The new pointer is defined as:
`int (*field_inv)(const EC_GROUP*, BIGNUM *r, const BIGNUM *a, BN_CTX*)`
and computes the multiplicative inverse of `a` in the underlying field,
storing the result in `r`.
Three implementations are included, each including specific SCA
countermeasures:
- `ec_GFp_simple_field_inv()`, featuring SCA hardening through
blinding.
- `ec_GFp_mont_field_inv()`, featuring SCA hardening through Fermat's
Little Theorem (FLT) inversion.
- `ec_GF2m_simple_field_inv()`, that uses `BN_GF2m_mod_inv()` which
already features SCA hardening through blinding.

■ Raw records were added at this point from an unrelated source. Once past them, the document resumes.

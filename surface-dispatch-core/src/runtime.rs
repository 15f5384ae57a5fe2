//! Async line source for feeding an engine from a stream
//!
//! The engine itself never suspends. [`spawn_line_reader`] moves the only
//! async part, reading the transport, onto a task and hands complete lines
//! to the host over a channel, so the host loop can `select!` between
//! protocol lines and terminal input.
//!
//! Lines travel as raw bytes and go to
//! [`Engine::ingest_bytes`](crate::Engine::ingest_bytes), which skips a line
//! that is not UTF-8 instead of ending the stream.

use std::time::Duration;

use tokio::io::{AsyncBufRead, AsyncBufReadExt};
use tokio::sync::mpsc;
use tokio_util::sync::CancellationToken;
use tracing::{debug, info, warn};

/// Spawn a task forwarding every line of `reader` into `tx`, without its
/// `\n` terminator.
///
/// `pace` adds a delay before each line, which replays a recorded stream
/// at a watchable speed. The task ends at EOF, on cancellation, or when the
/// receiver is dropped, and resolves to the number of lines forwarded.
pub fn spawn_line_reader<R>(
    mut reader: R,
    tx: mpsc::UnboundedSender<Vec<u8>>,
    pace: Option<Duration>,
    cancel_token: CancellationToken,
) -> tokio::task::JoinHandle<std::io::Result<usize>>
where
    R: AsyncBufRead + Unpin + Send + 'static,
{
    tokio::spawn(async move {
        let mut forwarded = 0;

        loop {
            if let Some(pace) = pace {
                tokio::select! {
                    _ = cancel_token.cancelled() => break,
                    _ = tokio::time::sleep(pace) => {}
                }
            }

            let mut line = Vec::new();
            let read = tokio::select! {
                _ = cancel_token.cancelled() => break,
                read = reader.read_until(b'\n', &mut line) => read,
            };

            match read {
                Ok(0) => {
                    info!(lines = forwarded, "Line source reached EOF");
                    break;
                }
                Ok(_) => {
                    if line.last() == Some(&b'\n') {
                        line.pop();
                    }
                    if tx.send(line).is_err() {
                        debug!("Line channel closed, stopping reader");
                        break;
                    }
                    forwarded += 1;
                }
                Err(err) => {
                    warn!(error = %err, "Line source failed");
                    return Err(err);
                }
            }
        }

        Ok(forwarded)
    })
}
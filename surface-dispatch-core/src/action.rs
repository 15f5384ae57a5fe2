//! Action templates, user actions and the sinks that carry them upstream
//!
//! An [`ActionTemplate`] is data attached to an interactive component. It
//! only becomes a [`UserAction`] when the user triggers it: every context
//! value is resolved against the data model at that moment, so the emitted
//! action reflects the store exactly as it was when the gesture happened.

use serde::Serialize;
use tokio::sync::mpsc;

use crate::data_model::DataModel;
use crate::value::{BoundValue, DataValue};

/// One `key -> value` pair of an action template.
#[derive(Debug, Clone, PartialEq)]
pub struct ContextEntry {
    pub key: String,
    pub value: BoundValue,
}

impl ContextEntry {
    pub fn new(key: impl Into<String>, value: BoundValue) -> Self {
        Self {
            key: key.into(),
            value,
        }
    }
}

/// The declarative description of an action, as authored on a component.
#[derive(Debug, Clone, PartialEq)]
pub struct ActionTemplate {
    pub name: String,
    pub context: Vec<ContextEntry>,
}

impl ActionTemplate {
    pub fn new(name: impl Into<String>) -> Self {
        Self {
            name: name.into(),
            context: Vec::new(),
        }
    }

    pub fn with_context(mut self, key: impl Into<String>, value: BoundValue) -> Self {
        self.context.push(ContextEntry::new(key, value));
        self
    }
}

/// A resolved context entry of a [`UserAction`].
#[derive(Debug, Clone, PartialEq, Serialize)]
pub struct ResolvedEntry {
    pub key: String,
    pub value: DataValue,
}

/// A fully literal action produced by a user gesture.
#[derive(Debug, Clone, PartialEq, Serialize)]
#[serde(rename_all = "camelCase")]
pub struct UserAction {
    pub name: String,
    pub surface_id: String,
    pub source_component_id: String,
    pub context: Vec<ResolvedEntry>,
}

impl UserAction {
    /// Resolved value for a context key.
    pub fn get(&self, key: &str) -> Option<&DataValue> {
        self.context
            .iter()
            .find(|entry| entry.key == key)
            .map(|entry| &entry.value)
    }

    /// The upstream envelope `{"userAction": {...}}`.
    pub fn to_json(&self) -> serde_json::Value {
        serde_json::json!({ "userAction": self })
    }

    /// The upstream envelope as a single JSONL line (no trailing newline).
    pub fn to_json_line(&self) -> String {
        self.to_json().to_string()
    }
}

/// Where a materialized action came from.
#[derive(Debug, Clone, Copy)]
pub struct ActionOrigin<'a> {
    pub surface_id: &'a str,
    pub component_id: &'a str,
}

/// Resolve every context value of `template` against `model`.
///
/// References with nothing behind them resolve to `fallback`.
pub fn materialize(
    template: &ActionTemplate,
    model: &DataModel,
    origin: ActionOrigin<'_>,
    fallback: &DataValue,
) -> UserAction {
    let context = template
        .context
        .iter()
        .map(|entry| ResolvedEntry {
            key: entry.key.clone(),
            value: entry.value.resolve_or(model, fallback).clone(),
        })
        .collect();

    UserAction {
        name: template.name.clone(),
        surface_id: origin.surface_id.to_string(),
        source_component_id: origin.component_id.to_string(),
        context,
    }
}

/// Receives user actions for upstream delivery.
///
/// Emission is fire-and-forget: the engine never waits on the sink and
/// ignores delivery failures beyond logging them.
pub trait ActionSink {
    fn emit(&mut self, action: UserAction);
}

impl<F> ActionSink for F
where
    F: FnMut(UserAction),
{
    fn emit(&mut self, action: UserAction) {
        self(action)
    }
}

impl ActionSink for mpsc::UnboundedSender<UserAction> {
    fn emit(&mut self, action: UserAction) {
        if let Err(err) = self.send(action) {
            tracing::warn!(action = %err.0.name, "action channel closed, dropping action");
        }
    }
}
//! Error and fault types
//!
//! Nothing in the engine is fatal. Faults raised while ingesting or walking
//! a surface are reported as values and the offending line or subtree is
//! skipped:
//!
//! | Fault | Raised by | Outcome |
//! |-------|-----------|---------|
//! | [`Fault::Decode`] | [`Engine::ingest`](crate::Engine::ingest) | line skipped, stream continues |
//! | [`Fault::UnknownComponentType`] | render walk | inert placeholder widget |
//! | [`Fault::CyclicGraph`] | render walk | subtree renders empty |
//! | [`Fault::DepthLimit`] | render walk | subtree renders empty |
//!
//! A missing data model reference is never a fault: it resolves to a fallback.

use thiserror::Error;

/// Longest excerpt of an offending line kept in a [`DecodeError`].
const EXCERPT_CHARS: usize = 80;

/// A protocol line that could not be decoded into a message.
#[derive(Debug, Clone, PartialEq, Error)]
#[error("line {line}: {problem} (in `{excerpt}`)")]
pub struct DecodeError {
    /// 1-based line number within the stream fed to the decoder.
    pub line: usize,
    /// The beginning of the offending line.
    pub excerpt: String,
    /// What was wrong with it.
    pub problem: DecodeProblem,
}

impl DecodeError {
    pub(crate) fn new(line: usize, text: &str, problem: DecodeProblem) -> Self {
        let mut excerpt: String = text.trim().chars().take(EXCERPT_CHARS).collect();
        if text.trim().chars().count() > EXCERPT_CHARS {
            excerpt.push('…');
        }
        Self {
            line,
            excerpt,
            problem,
        }
    }
}

/// The parse problem behind a [`DecodeError`].
#[derive(Debug, Clone, PartialEq, Eq, Error)]
pub enum DecodeProblem {
    #[error("empty line")]
    Empty,

    #[error("line is not valid UTF-8")]
    InvalidUtf8,

    #[error("line is {len} bytes, limit is {max}")]
    LineTooLong { len: usize, max: usize },

    #[error("invalid JSON: {0}")]
    Json(String),

    #[error("message must be a JSON object")]
    NotAnObject,

    #[error("message envelope has no kind")]
    EmptyEnvelope,

    #[error("message envelope has {0} kinds, expected exactly one")]
    MultipleKinds(usize),

    #[error("`{kind}` is missing `{field}`")]
    MissingField {
        kind: &'static str,
        field: &'static str,
    },

    #[error("`{kind}` has invalid `{field}`: {reason}")]
    InvalidField {
        kind: &'static str,
        field: String,
        reason: String,
    },

    #[error("component `{id}` appears twice in one update with different bodies")]
    ConflictingComponent { id: String },
}

/// A non-fatal fault reported to the host.
#[derive(Debug, Clone, PartialEq, Error)]
pub enum Fault {
    #[error(transparent)]
    Decode(#[from] DecodeError),

    #[error("surface `{surface_id}`: component `{component_id}` has unknown type `{kind}`")]
    UnknownComponentType {
        surface_id: String,
        component_id: String,
        kind: String,
    },

    #[error("surface `{surface_id}`: component `{component_id}` is its own ancestor")]
    CyclicGraph {
        surface_id: String,
        component_id: String,
    },

    #[error("surface `{surface_id}`: component `{component_id}` exceeds render depth {limit}")]
    DepthLimit {
        surface_id: String,
        component_id: String,
        limit: usize,
    },
}

/// Host-side misuse when driving a user gesture into the engine.
#[derive(Debug, Clone, PartialEq, Eq, Error)]
pub enum InteractionError {
    #[error("unknown surface `{0}`")]
    UnknownSurface(String),

    #[error("surface `{surface_id}` has no component `{component_id}`")]
    UnknownComponent {
        surface_id: String,
        component_id: String,
    },

    #[error("component `{0}` carries no action")]
    NoAction(String),

    #[error("component `{0}` has no writable data binding")]
    NotBound(String),
}

/// An engine configuration that could not be loaded.
#[derive(Debug, Error)]
pub enum ConfigError {
    #[error("failed to parse engine config: {0}")]
    Parse(#[from] serde_json::Error),

    #[error("engine config `{field}` must be greater than zero")]
    Zero { field: &'static str },
}

#[cfg(test)]
mod tests {
    use super::*;

    #[test]
    fn test_decode_error_names_line_and_problem() {
        let err = DecodeError::new(7, "{not json", DecodeProblem::Json("eof".into()));
        let text = err.to_string();
        assert!(text.contains("line 7"));
        assert!(text.contains("invalid JSON"));
        assert!(text.contains("{not json"));
    }

    #[test]
    fn test_decode_error_truncates_excerpt() {
        let long = "x".repeat(500);
        let err = DecodeError::new(1, &long, DecodeProblem::NotAnObject);
        assert_eq!(err.excerpt.chars().count(), EXCERPT_CHARS + 1);
        assert!(err.excerpt.ends_with('…'));
    }

    #[test]
    fn test_fault_from_decode_error() {
        let err = DecodeError::new(2, "[]", DecodeProblem::NotAnObject);
        let fault: Fault = err.clone().into();
        assert_eq!(fault, Fault::Decode(err));
    }
}
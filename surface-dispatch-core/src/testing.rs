//! Test utilities for hosts of the engine
//!
//! - Line builders ([`begin_rendering`], [`surface_update`],
//!   [`data_model_update`], [`component`]) that produce protocol lines
//! - [`TestHarness`]: an engine wired to an action channel
//! - Assertion macros over emitted [`UserAction`]s
//!
//! # Example
//!
//! ```
//! use serde_json::json;
//! use surface_dispatch_core::assert_emitted;
//! use surface_dispatch_core::testing::{begin_rendering, component, surface_update, TestHarness};
//!
//! let mut harness = TestHarness::new();
//! harness.ingest(&begin_rendering("s1", "ok"));
//! harness.ingest(&surface_update("s1", json!([
//!     component("ok", "Button", json!({"action": {"name": "confirm"}})),
//! ])));
//!
//! harness.press("s1", "ok");
//! let actions = harness.drain_emitted();
//! assert_emitted!(actions, "confirm");
//! ```

use serde_json::{json, Value};
use tokio::sync::mpsc;

use crate::action::UserAction;
use crate::engine::{Engine, IngestOutcome, IngestStats, Interaction};
use crate::error::InteractionError;
use crate::middleware::Middleware;

/// A `beginRendering` line.
pub fn begin_rendering(surface_id: &str, root: &str) -> String {
    json!({"beginRendering": {"surfaceId": surface_id, "root": root}}).to_string()
}

/// A `surfaceUpdate` line. `components` is the JSON array of entries.
pub fn surface_update(surface_id: &str, components: Value) -> String {
    json!({"surfaceUpdate": {"surfaceId": surface_id, "components": components}}).to_string()
}

/// A `dataModelUpdate` line. `contents` is the JSON array of entries.
pub fn data_model_update(surface_id: &str, path: &str, contents: Value) -> String {
    json!({"dataModelUpdate": {"surfaceId": surface_id, "path": path, "contents": contents}})
        .to_string()
}

/// One component entry for [`surface_update`].
pub fn component(id: &str, kind: &str, props: Value) -> Value {
    json!({"id": id, "component": {kind: props}})
}

/// An engine whose emitted actions land in a channel the test can drain.
pub struct TestHarness<M: Middleware = crate::middleware::NoopMiddleware> {
    pub engine: Engine<M>,
    rx: mpsc::UnboundedReceiver<UserAction>,
}

impl TestHarness {
    pub fn new() -> Self {
        Self::with_engine(Engine::new())
    }
}

impl Default for TestHarness {
    fn default() -> Self {
        Self::new()
    }
}

impl<M: Middleware> TestHarness<M> {
    /// Wrap an existing engine. Replaces its action sink.
    pub fn with_engine(mut engine: Engine<M>) -> Self {
        let (tx, rx) = mpsc::unbounded_channel();
        engine.on_action(tx);
        Self { engine, rx }
    }

    pub fn ingest(&mut self, line: &str) -> IngestOutcome {
        self.engine.ingest(line)
    }

    pub fn ingest_all(&mut self, text: &str) -> IngestStats {
        self.engine.ingest_all(text)
    }

    /// Apply a gesture. Panics on host misuse, since tests set up the
    /// surface themselves.
    pub fn interact(&mut self, surface_id: &str, component_id: &str, interaction: Interaction) {
        if let Err(err) = self.try_interact(surface_id, component_id, interaction) {
            panic!("interaction on `{component_id}` failed: {err}");
        }
    }

    pub fn try_interact(
        &mut self,
        surface_id: &str,
        component_id: &str,
        interaction: Interaction,
    ) -> Result<Option<UserAction>, InteractionError> {
        self.engine.interact(surface_id, component_id, interaction)
    }

    pub fn press(&mut self, surface_id: &str, component_id: &str) {
        self.interact(surface_id, component_id, Interaction::Press);
    }

    /// Drain all emitted actions.
    pub fn drain_emitted(&mut self) -> Vec<UserAction> {
        let mut actions = Vec::new();
        while let Ok(action) = self.rx.try_recv() {
            actions.push(action);
        }
        actions
    }

    pub fn has_emitted(&mut self) -> bool {
        !self.drain_emitted().is_empty()
    }
}

/// Assert that an action was emitted, by name or by pattern.
///
/// ```ignore
/// assert_emitted!(actions, "go");
/// assert_emitted!(actions, UserAction { name, .. } if name.starts_with("submit"));
/// ```
#[macro_export]
macro_rules! assert_emitted {
    ($actions:expr, $name:literal) => {
        assert!(
            $actions.iter().any(|a| a.name == $name),
            "Expected action `{}` to be emitted, but got: {:?}",
            $name,
            $actions
        );
    };
    ($actions:expr, $pattern:pat $(if $guard:expr)?) => {
        assert!(
            $actions.iter().any(|a| matches!(a, $pattern $(if $guard)?)),
            "Expected action matching `{}` to be emitted, but got: {:?}",
            stringify!($pattern),
            $actions
        );
    };
}

/// Assert that no matching action was emitted.
#[macro_export]
macro_rules! assert_not_emitted {
    ($actions:expr, $name:literal) => {
        assert!(
            !$actions.iter().any(|a| a.name == $name),
            "Expected action `{}` NOT to be emitted, but it was: {:?}",
            $name,
            $actions
        );
    };
    ($actions:expr, $pattern:pat $(if $guard:expr)?) => {
        assert!(
            !$actions.iter().any(|a| matches!(a, $pattern $(if $guard)?)),
            "Expected action matching `{}` NOT to be emitted, but it was: {:?}",
            stringify!($pattern),
            $actions
        );
    };
}

/// The first matching action, if any.
#[macro_export]
macro_rules! find_emitted {
    ($actions:expr, $name:literal) => {
        $actions.iter().find(|a| a.name == $name)
    };
    ($actions:expr, $pattern:pat $(if $guard:expr)?) => {
        $actions.iter().find(|a| matches!(a, $pattern $(if $guard)?))
    };
}

/// How many actions match.
#[macro_export]
macro_rules! count_emitted {
    ($actions:expr, $name:literal) => {
        $actions.iter().filter(|a| a.name == $name).count()
    };
    ($actions:expr, $pattern:pat $(if $guard:expr)?) => {
        $actions.iter().filter(|a| matches!(a, $pattern $(if $guard)?)).count()
    };
}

From a security point of view, this also helps addressing a leakage
previously affecting conversions from projective to affine coordinates.
This commit also adds a new error reason code (i.e.,
`EC_R_CANNOT_INVERT`) to improve consistency between the three
implementations as all of them could fail for the same reason but
through different code paths resulting in inconsistent error stack
states.
Co-authored-by: Nicola Tuveri <nic.tuv@gmail.com>
Reviewed-by: Matt Caswell <matt@openssl.org>
Reviewed-by: Nicola Tuveri <nic.tuv@gmail.com>
(Merged from https://github.com/openssl/openssl/pull/8254)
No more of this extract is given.